Allí comenzó todo. "Era malísimo en ese momento, pobre, daba pena (risas). Mi hermano y los amigos tenían un grupo en el colegio y me escribían tiraderas en chiste y yo se las respondía en papel. Así nos gastábamos. Al principio era todo más básico. A mí me llamaba la atención que cuando terminaban de bardearse se tomaban una cerveza, estaban re tranquilos. Para mí era una locura, nos reíamos mucho, fue un alto momento. A la semana siguiente se hacía la primera competencia en Belgrano, en la galería Las Vegas y mi hermano fue, y yo con él. Ese día me gané en un sorteo una gorra de rapero y dije 'ya está, el destino me quiere acá'".
"Hasta el 2016 todo fue un hobby.
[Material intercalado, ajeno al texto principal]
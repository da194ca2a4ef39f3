use std::collections::BTreeMap;
use std::future::Future;
use std::sync::Arc;
use std::time::Duration;

use chrono::{DateTime, Utc};
use futures_util::future::join_all;
use tracing::{debug, info, warn};

use crate::chains::{ChainId, ChainProfile, ChainRegistry, FallbackStage};
use crate::models::{ChainActivity, ScoreReport, WalletActivity};
use crate::provider::{ChainDataProvider, ProviderError};
use crate::score::{self, ScoreError, ScoreParams};
use crate::stats::SCORE_STATS;
use crate::wallet::{WalletAddress, WalletError};

pub const DEFAULT_FETCH_TIMEOUT: Duration = Duration::from_secs(10);

#[derive(thiserror::Error, Debug)]
pub enum ScoreRequestError {
    #[error(transparent)]
    InvalidWallet(#[from] WalletError),
    #[error(transparent)]
    Internal(#[from] ScoreError),
}

/// Fans a wallet out to every enabled chain, joins the results and scores them.
#[derive(Clone)]
pub struct Aggregator {
    registry: ChainRegistry,
    providers: BTreeMap<ChainId, Arc<dyn ChainDataProvider>>,
    params: ScoreParams,
    fetch_timeout: Duration,
}

impl Aggregator {
    pub fn new(registry: ChainRegistry, params: ScoreParams) -> Self {
        Self {
            registry,
            providers: BTreeMap::new(),
            params,
            fetch_timeout: DEFAULT_FETCH_TIMEOUT,
        }
    }

    pub fn with_provider(mut self, chain: ChainId, provider: Arc<dyn ChainDataProvider>) -> Self {
        self.providers.insert(chain, provider);
        self
    }

    pub fn with_fetch_timeout(mut self, timeout: Duration) -> Self {
        self.fetch_timeout = timeout;
        self
    }

    pub async fn score(&self, raw_wallet: &str) -> Result<ScoreReport, ScoreRequestError> {
        let wallet = WalletAddress::parse(raw_wallet)?;
        let activity = self.collect_activity(&wallet).await;
        let report = self.score_activity(&wallet, activity, Utc::now())?;
        info!(
            wallet = %wallet,
            score = report.result.score,
            label = report.result.label.as_str(),
            "wallet scored"
        );
        Ok(report)
    }

    pub fn score_activity(
        &self,
        wallet: &WalletAddress,
        activity: WalletActivity,
        now: DateTime<Utc>,
    ) -> Result<ScoreReport, ScoreError> {
        let result = score::compute(&activity, &self.registry, &self.params, now)?;
        debug!(
            wallet = %wallet,
            tx = result.tx_component,
            age = result.age_component,
            activity = result.activity_component,
            age_days = result.account_age_days,
            total_txs = result.total_transactions,
            "score components"
        );
        Ok(ScoreReport {
            wallet: wallet.to_string(),
            activity,
            result,
        })
    }

    /// Every registry chain gets an entry; failed or disabled chains stay at zero.
    pub async fn collect_activity(&self, wallet: &WalletAddress) -> WalletActivity {
        let mut activity = WalletActivity::for_registry(&self.registry);

        let fetches = self
            .registry
            .enabled()
            .map(|profile| async move { (profile.id, self.fetch_chain(profile, wallet).await) });

        for (chain, outcome) in join_all(fetches).await {
            match outcome {
                Ok(chain_activity) => {
                    debug!(
                        %chain,
                        txs = chain_activity.transaction_count,
                        earliest = ?chain_activity.earliest_activity,
                        "chain activity"
                    );
                    activity.insert(chain, chain_activity);
                }
                Err(err) => {
                    SCORE_STATS.inc_chain_failures(1);
                    warn!(%chain, wallet = %wallet, "chain fetch failed: {}", err);
                    activity.insert(chain, ChainActivity::default());
                }
            }
        }

        activity
    }

    async fn fetch_chain(
        &self,
        profile: &ChainProfile,
        wallet: &WalletAddress,
    ) -> Result<ChainActivity, ProviderError> {
        let provider = self
            .providers
            .get(&profile.id)
            .ok_or(ProviderError::NotConfigured)?;

        let count = self
            .bounded("transaction count", provider.transaction_count(wallet))
            .await?;
        if count == 0 {
            return Ok(ChainActivity::new(0, None));
        }

        let earliest = self.resolve_earliest(profile, provider.as_ref(), wallet).await;
        Ok(ChainActivity::new(count, earliest))
    }

    async fn resolve_earliest(
        &self,
        profile: &ChainProfile,
        provider: &dyn ChainDataProvider,
        wallet: &WalletAddress,
    ) -> Option<DateTime<Utc>> {
        for (step, stage) in profile.fallback.iter().enumerate() {
            match self.run_stage(stage, provider, wallet).await {
                Ok(Some(ts)) => return Some(ts),
                Ok(None) => debug!(chain = %profile.id, step, "no timestamp from stage"),
                Err(err) => warn!(chain = %profile.id, step, "timestamp stage failed: {}", err),
            }
        }
        None
    }

    async fn run_stage(
        &self,
        stage: &FallbackStage,
        provider: &dyn ChainDataProvider,
        wallet: &WalletAddress,
    ) -> Result<Option<DateTime<Utc>>, ProviderError> {
        match stage {
            FallbackStage::Transfers(query) => {
                let transfers = self
                    .bounded("asset transfers", provider.asset_transfers(wallet, query))
                    .await?;
                Ok(transfers.into_iter().filter_map(|t| t.timestamp).min())
            }
            FallbackStage::OwnedTokens { page_size } => {
                let tokens = self
                    .bounded("owned tokens", provider.owned_tokens(wallet, *page_size))
                    .await?;
                Ok(tokens.into_iter().filter_map(|t| t.acquired_at).min())
            }
        }
    }

    async fn bounded<T>(
        &self,
        what: &'static str,
        fut: impl Future<Output = Result<T, ProviderError>>,
    ) -> Result<T, ProviderError> {
        tokio::time::timeout(self.fetch_timeout, fut)
            .await
            .map_err(|_| ProviderError::Timeout(what))?
    }
}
La única persona que fue visionaria fue Duko, él decía que quería ganar una competencia para hacer su carrera musical. Él era una persona que te hacía sentir que todo era posible. De tanto juntarnos adaptamos nuestra forma de rapear. Él impuso el cypher, que es tirar un freestyle libre y hablar de lo que pasa alrededor sin necesidad de bardear al otro. Siempre fue un loco de mierda", comentó el MC que no supo hasta mucho tiempo después que sería posible vivir de esta disciplina.
MKS sobre su mejor amigo, Duki: "Fue el único visionario, él decía que quería ganar una competencia para hacer su carrera musical"
Pero hubo un quiebre cuando MKS entendió que su destino estaba dentro del estudio y ya no sólo en las plazas. "Todo empezó por mi mejor amigo de jardín. Nos reencontramos 15 años después por el Duko y era como si no hubiera pasado el tiempo. Jere cantaba muy bien pero le daba vergüenza grabar. Cuando íbamos al estudio se intimidaba con la presencia de Mauro. Y entonces pegué onda con un productor para que se animara a grabar conmigo. Conseguimos eso, grabamos nuestros primeros temas y lo que empezó siendo una idea de Ger, me terminé enamorando de la idea de sentarme, escribir y armas melodía", detalló.
Hoy en día "me dedico de lleno a mi carrera musical y estoy metido al 100%. Me encantaría llenar un estadio, pero me conformo con que haya una persona que se sienta representada. Eso es un logro, que sientan la tristeza con la que escribí el tema, que sientan el dolor con el que yo lo canto y el amor con el que lo compuse".
Antes de terminar, le preguntamos a MKS que espera de la vida, y sin pensarlo demasiado confesó: "No sé que es la felicidad. Soy consciente de que son sólo momentos y que uno se prepara para vivirlos. Yo quiero ser feliz, sentirme bien, hacer lo que me guste, saber que en mi círculo hay gente que quiero y que me quiere, que no me va a fallar y viceversa, que mi familia esté bien, que mis hermanos sean felices. De la vida espero eso: estar bien. Encontrar el punto justo en el que uno se levanta y diga ´¡Qué bien me siento!´. Hay una frase que dice que cuando trabajás de lo que te gusta no trabajás nunca más. Levantarme con la mujer que amo, aunque no la encontré, y vivir bien, eso quiero. Voy a hacer todo lo posible para cumplir mis sueños, pero la meta final es sentirme bien y hacer que los que están alrededor mío se sientan bien".